London has been celebrating two different periods of British art at Tate Britain and the Queen’s Gallery at Buckingham Palace, covering the periods from the restoration of the Monarchy in 1660 through to the death of Queen Anne in 1714 and the artistic patronage of George IV as Prince Regent and King (1762-1830).
Tate Britain goes back to the restoration of the Monarchy in 1660 starting with the coronation of King Charles II and the flowering of Baroque art and art and architecture that resulted through to the reign of Queen Anne, linking the artistic and architectural achievements to the political turmoil of the time, including the wars with France and the revolution of 1688-9 which saw limits on royal power with a redefinition of the importance of Parliament, along with the rise of political parties such as the Whigs.

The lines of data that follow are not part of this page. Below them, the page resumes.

//! Canvas configuration

use serde::{Deserialize, Serialize};
use std::path::PathBuf;
use whiteboard_core::Color;

/// Editor and surface settings
#[derive(Debug, Clone, PartialEq, Serialize, Deserialize)]
pub struct CanvasConfig {
    /// Surface width in pixels
    #[serde(default = "default_width")]
    pub width: u32,
    /// Surface height in pixels
    #[serde(default = "default_height")]
    pub height: u32,
    /// Maximum undo (and redo) depth; the oldest operation is evicted first
    #[serde(default = "default_history_limit")]
    pub history_limit: usize,
    /// Pixel size of text glyphs
    #[serde(default = "default_text_size")]
    pub text_size: f32,
    /// Stroke width for rectangle and circle outlines
    #[serde(default = "default_line_width")]
    pub shape_line_width: f64,
    /// Initial stroke color
    #[serde(default)]
    pub default_color: Color,
    /// Initial freehand width
    #[serde(default = "default_line_width")]
    pub default_line_width: f64,
    /// TrueType/OpenType font used for text; the bundled DejaVu Sans when unset
    #[serde(default)]
    pub font_path: Option<PathBuf>,
}

fn default_width() -> u32 {
    800
}

fn default_height() -> u32 {
    600
}

fn default_history_limit() -> usize {
    100
}

fn default_text_size() -> f32 {
    20.0
}

fn default_line_width() -> f64 {
    4.0
}

/// Smallest freehand width the width control allows
pub const MIN_LINE_WIDTH: f64 = 1.0;

/// Largest freehand width the width control allows
pub const MAX_LINE_WIDTH: f64 = 10.0;

impl Default for CanvasConfig {
    fn default() -> Self {
        Self {
            width: default_width(),
            height: default_height(),
            history_limit: default_history_limit(),
            text_size: default_text_size(),
            shape_line_width: default_line_width(),
            default_color: Color::default(),
            default_line_width: default_line_width(),
            font_path: None,
        }
    }
}

impl CanvasConfig {
    /// Set the surface size
    #[must_use]
    pub fn with_size(mut self, width: u32, height: u32) -> Self {
        self.width = width;
        self.height = height;
        self
    }

    /// Set the history depth
    #[must_use]
    pub fn with_history_limit(mut self, limit: usize) -> Self {
        self.history_limit = limit;
        self
    }

    /// Set the font used for text shapes
    #[must_use]
    pub fn with_font_path(mut self, path: impl Into<PathBuf>) -> Self {
        self.font_path = Some(path.into());
        self
    }
}
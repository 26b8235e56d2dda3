//! Canvas Drawing State
//!
//! The editable state of one drawing session. Pointer and toolbar events are
//! turned into [`CanvasAction`]s and applied one at a time through
//! [`CanvasState::dispatch`], which reports what needs painting as an
//! [`Effect`]. The state never touches a surface itself, so it can be driven
//! and inspected without a renderer.

use serde::{Deserialize, Serialize};
use tracing::debug;
use whiteboard_core::{
    Color, Drawing, DrawingPatch, Line, NewDrawing, Point, Shape, TextAnnotation,
};

use crate::config::{CanvasConfig, MAX_LINE_WIDTH, MIN_LINE_WIDTH};
use crate::history::{History, Operation};

/// How pointer events are interpreted
#[derive(Debug, Clone, Copy, PartialEq, Eq, Default, Serialize, Deserialize)]
#[serde(rename_all = "kebab-case")]
pub enum Mode {
    /// Freehand strokes
    #[default]
    FreeDraw,
    /// Drag out a rectangle
    Rectangle,
    /// Drag out a circle from its center
    Circle,
    /// Click to place the current text
    Text,
}

/// A single user action
#[derive(Debug, Clone, PartialEq)]
pub enum CanvasAction {
    /// Switch tools
    SetMode(Mode),
    /// Change the stroke color
    SetColor(Color),
    /// Change the freehand width
    SetLineWidth(f64),
    /// Change the text placed by the text tool
    SetText(String),
    /// Pointer pressed
    PointerDown(Point),
    /// Pointer moved
    PointerMove(Point),
    /// Pointer released
    PointerUp(Point),
    /// Wipe the session's content
    Clear,
    /// Revert the newest operation
    Undo,
    /// Re-apply the newest undone operation
    Redo,
    /// Replace the session's content with a fetched drawing
    Load(Drawing),
}

/// What a dispatched action asks the renderer to do
#[derive(Debug, Clone, PartialEq)]
pub enum Effect {
    /// Nothing changed on screen
    None,
    /// Paint one new segment on top of the surface
    PaintLine(Line),
    /// Paint one new shape on top of the surface
    PaintShape(Shape),
    /// Repaint everything from the state
    Repaint,
}

#[derive(Debug, Clone, Copy)]
struct ActiveStroke {
    last: Point,
    segments: usize,
}

/// Session state: content, tool settings, in-progress gesture and history
#[derive(Debug, Clone)]
pub struct CanvasState {
    mode: Mode,
    color: Color,
    line_width: f64,
    text: String,
    lines: Vec<Line>,
    shapes: Vec<Shape>,
    texts: Vec<TextAnnotation>,
    stroke: Option<ActiveStroke>,
    anchor: Option<Point>,
    history: History<Operation>,
}

impl Default for CanvasState {
    fn default() -> Self {
        Self::new(&CanvasConfig::default())
    }
}

impl CanvasState {
    /// Empty state with the configured defaults
    #[must_use]
    pub fn new(config: &CanvasConfig) -> Self {
        Self {
            mode: Mode::default(),
            color: config.default_color.clone(),
            line_width: config.default_line_width,
            text: String::new(),
            lines: Vec::new(),
            shapes: Vec::new(),
            texts: Vec::new(),
            stroke: None,
            anchor: None,
            history: History::new(config.history_limit),
        }
    }

    /// Apply one action
    pub fn dispatch(&mut self, action: CanvasAction) -> Effect {
        match action {
            CanvasAction::SetMode(mode) => {
                self.set_mode(mode);
                Effect::None
            }
            CanvasAction::SetColor(color) => {
                self.color = color;
                Effect::None
            }
            CanvasAction::SetLineWidth(width) => {
                self.set_line_width(width);
                Effect::None
            }
            CanvasAction::SetText(text) => {
                self.text = text;
                Effect::None
            }
            CanvasAction::PointerDown(point) => {
                if self.mode == Mode::FreeDraw {
                    self.start_free_draw(point);
                } else {
                    self.begin_shape(point);
                }
                Effect::None
            }
            CanvasAction::PointerMove(point) => {
                if self.mode != Mode::FreeDraw {
                    return Effect::None;
                }
                self.continue_free_draw(point)
                    .map_or(Effect::None, Effect::PaintLine)
            }
            CanvasAction::PointerUp(point) => {
                if self.mode == Mode::FreeDraw {
                    self.end_free_draw();
                    Effect::None
                } else {
                    self.commit_shape(point)
                        .map_or(Effect::None, Effect::PaintShape)
                }
            }
            CanvasAction::Clear => {
                self.clear();
                Effect::Repaint
            }
            CanvasAction::Undo => {
                if self.undo() {
                    Effect::Repaint
                } else {
                    Effect::None
                }
            }
            CanvasAction::Redo => {
                if self.redo() {
                    Effect::Repaint
                } else {
                    Effect::None
                }
            }
            CanvasAction::Load(drawing) => {
                self.load(drawing);
                Effect::Repaint
            }
        }
    }

    /// Switch tools, abandoning any gesture in progress
    pub fn set_mode(&mut self, mode: Mode) {
        self.end_free_draw();
        self.anchor = None;
        self.mode = mode;
    }

    /// Set the freehand width, clamped to the width control's range
    pub fn set_line_width(&mut self, width: f64) {
        self.line_width = width.clamp(MIN_LINE_WIDTH, MAX_LINE_WIDTH);
    }

    /// Begin a stroke at `point`
    pub fn start_free_draw(&mut self, point: Point) {
        self.end_free_draw();
        self.stroke = Some(ActiveStroke {
            last: point,
            segments: 0,
        });
    }

    /// Extend the active stroke to `point`, returning the new segment
    pub fn continue_free_draw(&mut self, point: Point) -> Option<Line> {
        let stroke = self.stroke.as_mut()?;
        let line = Line {
            start: stroke.last,
            end: point,
            color: self.color.clone(),
            line_width: self.line_width,
        };
        stroke.last = point;
        stroke.segments += 1;
        self.lines.push(line.clone());
        Some(line)
    }

    /// Close the active stroke; a stroke with segments becomes one undo step
    pub fn end_free_draw(&mut self) {
        let Some(stroke) = self.stroke.take() else {
            return;
        };
        if stroke.segments == 0 {
            return;
        }
        let first = self.lines.len() - stroke.segments;
        self.history
            .record(Operation::Stroke(self.lines[first..].to_vec()));
    }

    /// Anchor a shape at `point`
    pub fn begin_shape(&mut self, point: Point) {
        self.anchor = Some(point);
    }

    /// Finish the anchored shape at `point`
    ///
    /// Returns `None` without an anchor, in free-draw mode, or when the text
    /// tool has no text to place.
    pub fn commit_shape(&mut self, point: Point) -> Option<Shape> {
        let anchor = self.anchor.take()?;
        let shape = match self.mode {
            Mode::Rectangle => Shape::rectangle(anchor, point, self.color.clone()),
            Mode::Circle => Shape::circle(anchor, point, self.color.clone()),
            Mode::Text if !self.text.is_empty() => {
                Shape::text(point, self.text.clone(), self.color.clone())
            }
            Mode::Text | Mode::FreeDraw => return None,
        };
        self.shapes.push(shape.clone());
        self.history.record(Operation::Shape(shape.clone()));
        Some(shape)
    }

    /// Wipe the session's content; undoable
    pub fn clear(&mut self) {
        self.end_free_draw();
        self.anchor = None;
        if self.is_empty() {
            return;
        }
        self.history.record(Operation::Clear {
            lines: std::mem::take(&mut self.lines),
            shapes: std::mem::take(&mut self.shapes),
            texts: std::mem::take(&mut self.texts),
        });
    }

    /// Revert the newest operation; `false` when there was none
    pub fn undo(&mut self) -> bool {
        self.end_free_draw();
        let Some(op) = self.history.undo() else {
            return false;
        };
        match op {
            Operation::Stroke(lines) => {
                let keep = self.lines.len().saturating_sub(lines.len());
                self.lines.truncate(keep);
            }
            Operation::Shape(_) => {
                self.shapes.pop();
            }
            Operation::Clear {
                lines,
                shapes,
                texts,
            } => {
                self.lines = lines.clone();
                self.shapes = shapes.clone();
                self.texts = texts.clone();
            }
        }
        debug!(remaining = self.history.undo_len(), "undo");
        true
    }

    /// Re-apply the newest undone operation; `false` when there was none
    pub fn redo(&mut self) -> bool {
        self.end_free_draw();
        let Some(op) = self.history.redo() else {
            return false;
        };
        match op {
            Operation::Stroke(lines) => self.lines.extend(lines.iter().cloned()),
            Operation::Shape(shape) => self.shapes.push(shape.clone()),
            Operation::Clear { .. } => {
                self.lines.clear();
                self.shapes.clear();
                self.texts.clear();
            }
        }
        debug!(remaining = self.history.redo_len(), "redo");
        true
    }

    /// Replace the content with a fetched drawing and start a fresh history
    pub fn load(&mut self, drawing: Drawing) {
        self.stroke = None;
        self.anchor = None;
        self.lines = drawing.lines;
        self.shapes = drawing.shapes;
        self.texts = drawing.texts;
        self.history.clear();
    }

    /// Owned copy of the content, ready to send as a create payload
    #[must_use]
    pub fn snapshot(&self) -> NewDrawing {
        NewDrawing {
            name: None,
            lines: self.lines.clone(),
            shapes: self.shapes.clone(),
            texts: self.texts.clone(),
        }
    }

    /// Update payload replacing every content list
    #[must_use]
    pub fn patch(&self) -> DrawingPatch {
        DrawingPatch::replace_all(self.snapshot())
    }

    /// Current tool
    #[must_use]
    pub fn mode(&self) -> Mode {
        self.mode
    }

    /// Current stroke color
    #[must_use]
    pub fn color(&self) -> &Color {
        &self.color
    }

    /// Current freehand width
    #[must_use]
    pub fn line_width(&self) -> f64 {
        self.line_width
    }

    /// Text placed by the text tool
    #[must_use]
    pub fn text(&self) -> &str {
        &self.text
    }

    /// Segments in draw order
    #[must_use]
    pub fn lines(&self) -> &[Line] {
        &self.lines
    }

    /// Shapes in draw order
    #[must_use]
    pub fn shapes(&self) -> &[Shape] {
        &self.shapes
    }

    /// Text annotations
    #[must_use]
    pub fn texts(&self) -> &[TextAnnotation] {
        &self.texts
    }

    /// Whether a stroke is in progress
    #[must_use]
    pub fn is_drawing(&self) -> bool {
        self.stroke.is_some()
    }

    /// Undo/redo stacks
    #[must_use]
    pub fn history(&self) -> &History<Operation> {
        &self.history
    }

    /// Whether the session has no content
    #[must_use]
    pub fn is_empty(&self) -> bool {
        self.lines.is_empty() && self.shapes.is_empty() && self.texts.is_empty()
    }
}
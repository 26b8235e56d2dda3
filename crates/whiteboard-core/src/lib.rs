//! Whiteboard Core
//!
//! This crate provides the backend side of the whiteboard:
//! - Drawing: the persisted document and its line/shape/text types
//! - Store: document storage behind the `DrawingStore` trait (SQLite)
//! - Controller: create/list/get/update/delete over the store
//! - Error: the error taxonomy and its HTTP status mapping
//!
//! ## Usage
//!
//! ```ignore
//! use std::sync::Arc;
//! use whiteboard_core::{DrawingController, SqliteDrawingStore};
//!
//! let store = SqliteDrawingStore::connect("sqlite://whiteboard.db?mode=rwc", 5).await?;
//! let controller = DrawingController::new(Arc::new(store));
//!
//! let drawing = controller.create(serde_json::json!({ "shapes": [] })).await?;
//! let same = controller.get_by_id(&drawing.id.to_string()).await?;
//! ```

#![forbid(unsafe_code)]
#![warn(missing_docs)]

pub mod controller;
pub mod drawing;
pub mod error;
pub mod store;

// Re-export main types
pub use controller::{parse_id, DrawingController, MessageBody, DELETED_MESSAGE};
pub use drawing::{
    Color, Drawing, DrawingId, DrawingPatch, Line, NewDrawing, Point, Shape, TextAnnotation,
};
pub use error::{Error, Result};
pub use store::{is_in_memory, DrawingStore, SqliteDrawingStore};
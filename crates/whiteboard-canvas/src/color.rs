//! Color parsing for the renderer
//!
//! Stored colors are arbitrary strings. The renderer understands hex
//! notation (`#rgb`, `#rgba`, `#rrggbb`, `#rrggbbaa`), `rgb()`/`rgba()` and a
//! handful of named colors; anything else is painted black.

use tiny_skia::Color as SkColor;
use tracing::debug;
use whiteboard_core::Color;

const NAMED: &[(&str, [u8; 4])] = &[
    ("black", [0, 0, 0, 255]),
    ("white", [255, 255, 255, 255]),
    ("red", [255, 0, 0, 255]),
    ("green", [0, 128, 0, 255]),
    ("lime", [0, 255, 0, 255]),
    ("blue", [0, 0, 255, 255]),
    ("yellow", [255, 255, 0, 255]),
    ("orange", [255, 165, 0, 255]),
    ("purple", [128, 0, 128, 255]),
    ("gray", [128, 128, 128, 255]),
    ("grey", [128, 128, 128, 255]),
    ("transparent", [0, 0, 0, 0]),
];

/// Parse a color string into RGBA bytes
#[must_use]
pub fn parse_rgba(value: &str) -> Option<[u8; 4]> {
    let value = value.trim();
    if let Some(hex) = value.strip_prefix('#') {
        return parse_hex(hex);
    }

    let lower = value.to_ascii_lowercase();
    if let Some(args) = lower
        .strip_prefix("rgba(")
        .or_else(|| lower.strip_prefix("rgb("))
        .and_then(|rest| rest.strip_suffix(')'))
    {
        return parse_functional(args);
    }

    NAMED
        .iter()
        .find(|(name, _)| *name == lower)
        .map(|(_, rgba)| *rgba)
}

/// Resolve a stored color for painting, falling back to opaque black
#[must_use]
pub fn to_paint_color(color: &Color) -> SkColor {
    match parse_rgba(color.as_str()) {
        Some([r, g, b, a]) => SkColor::from_rgba8(r, g, b, a),
        None => {
            debug!(color = %color, "unrecognized color, painting black");
            SkColor::BLACK
        }
    }
}

fn parse_hex(hex: &str) -> Option<[u8; 4]> {
    if !hex.chars().all(|c| c.is_ascii_hexdigit()) {
        return None;
    }
    let nibble = |i: usize| u8::from_str_radix(&hex[i..=i], 16).ok().map(|v| v * 17);
    let byte = |i: usize| u8::from_str_radix(&hex[i..i + 2], 16).ok();

    match hex.len() {
        3 => Some([nibble(0)?, nibble(1)?, nibble(2)?, 255]),
        4 => Some([nibble(0)?, nibble(1)?, nibble(2)?, nibble(3)?]),
        6 => Some([byte(0)?, byte(2)?, byte(4)?, 255]),
        8 => Some([byte(0)?, byte(2)?, byte(4)?, byte(6)?]),
        _ => None,
    }
}

fn parse_functional(args: &str) -> Option<[u8; 4]> {
    let parts: Vec<&str> = args.split(',').map(str::trim).collect();
    if parts.len() != 3 && parts.len() != 4 {
        return None;
    }

    let channel = |s: &str| s.parse::<f32>().ok().map(|v| v.clamp(0.0, 255.0).round() as u8);
    let alpha = match parts.get(3) {
        Some(a) => {
            let a: f32 = a.parse().ok()?;
            (a.clamp(0.0, 1.0) * 255.0).round() as u8
        }
        None => 255,
    };

    Some([
        channel(parts[0])?,
        channel(parts[1])?,
        channel(parts[2])?,
        alpha,
    ])
}
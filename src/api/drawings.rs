//! Drawings REST API
//!
//! | Method | Path                | Success                          |
//! |--------|---------------------|----------------------------------|
//! | POST   | `/api/drawings`     | 201 + stored drawing             |
//! | GET    | `/api/drawings`     | 200 + every drawing              |
//! | GET    | `/api/drawings/:id` | 200 + drawing                    |
//! | PUT    | `/api/drawings/:id` | 200 + updated drawing            |
//! | DELETE | `/api/drawings/:id` | 200 + `{message}` acknowledgment |

use std::sync::Arc;

use axum::extract::rejection::JsonRejection;
use axum::extract::{Path, State};
use axum::http::StatusCode;
use axum::response::Json;
use axum::routing::get;
use axum::Router;
use serde_json::Value;
use whiteboard_core::{Drawing, DrawingController, MessageBody};

use super::error::ApiError;

/// Shared state for the drawings routes
#[derive(Clone)]
pub struct DrawingsState {
    pub controller: Arc<DrawingController>,
}

impl DrawingsState {
    pub fn new(controller: Arc<DrawingController>) -> Self {
        Self { controller }
    }
}

type ApiResult<T> = Result<T, ApiError>;

async fn create_drawing(
    State(state): State<DrawingsState>,
    payload: Result<Json<Value>, JsonRejection>,
) -> ApiResult<(StatusCode, Json<Drawing>)> {
    let Json(payload) = payload?;
    let drawing = state.controller.create(payload).await?;
    Ok((StatusCode::CREATED, Json(drawing)))
}

async fn list_drawings(State(state): State<DrawingsState>) -> ApiResult<Json<Vec<Drawing>>> {
    Ok(Json(state.controller.list_all().await?))
}

async fn get_drawing(
    State(state): State<DrawingsState>,
    Path(id): Path<String>,
) -> ApiResult<Json<Drawing>> {
    Ok(Json(state.controller.get_by_id(&id).await?))
}

async fn update_drawing(
    State(state): State<DrawingsState>,
    Path(id): Path<String>,
    payload: Result<Json<Value>, JsonRejection>,
) -> ApiResult<Json<Drawing>> {
    let Json(payload) = payload?;
    Ok(Json(state.controller.update_by_id(&id, payload).await?))
}

async fn delete_drawing(
    State(state): State<DrawingsState>,
    Path(id): Path<String>,
) -> ApiResult<Json<MessageBody>> {
    Ok(Json(state.controller.delete_by_id(&id).await?))
}

/// Create drawings routes
pub fn drawings_routes(controller: Arc<DrawingController>) -> Router {
    Router::new()
        .route("/api/drawings", get(list_drawings).post(create_drawing))
        .route(
            "/api/drawings/:id",
            get(get_drawing).put(update_drawing).delete(delete_drawing),
        )
        .with_state(DrawingsState::new(controller))
}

One of the last portraits towards the end of the exhibition is of John Smith, Speaker of the House of Commons, who was instrumental in uniting Scotland and England in 1707. How long will that now last and are there lessons to be learnt from the achievements for both countries in the 18th century?
The extravaganza of Baroque art sits strangely under the Brutalist architecture of this wing of Tate Britain, but then much of the art was about illusion, including the use of Trompe l’oeil painting, one of the most fascinating aspects of this exhibition. You might think that this generation had learnt nothing from the previous one which had resulted in the execution of King Charles I, such are the references to classical and godly themes. Beauty was of course celebrated – no ugly people were allowed! The greatest achievements were perhaps in architecture, landscapes and interior decorations with achievements by architects and artists such as Sir Christopher Wren, Grinling Gibbons, James Thornhill at St Paul’s Cathedral, Chatsworth House and Whitehall Palace, with the zenith perhaps being the Painted Hall at Greenwich.
It is however slightly misleading to call this an exhibition of British Baroque – more correctly it is an exhibition on English Baroque – there is barely a mention of Scotland, not surprising as Scottish art and architecture achieved its flowering after the unification of the two countries in 1707 with architects and architects such as Robert Adam and Henry Raeburn. Baroque was more in tune with the exuberance of Roman Catholicism (despite the tensions between the two religions in England) rather than a natural style for Protestant and Calvinist Scotland.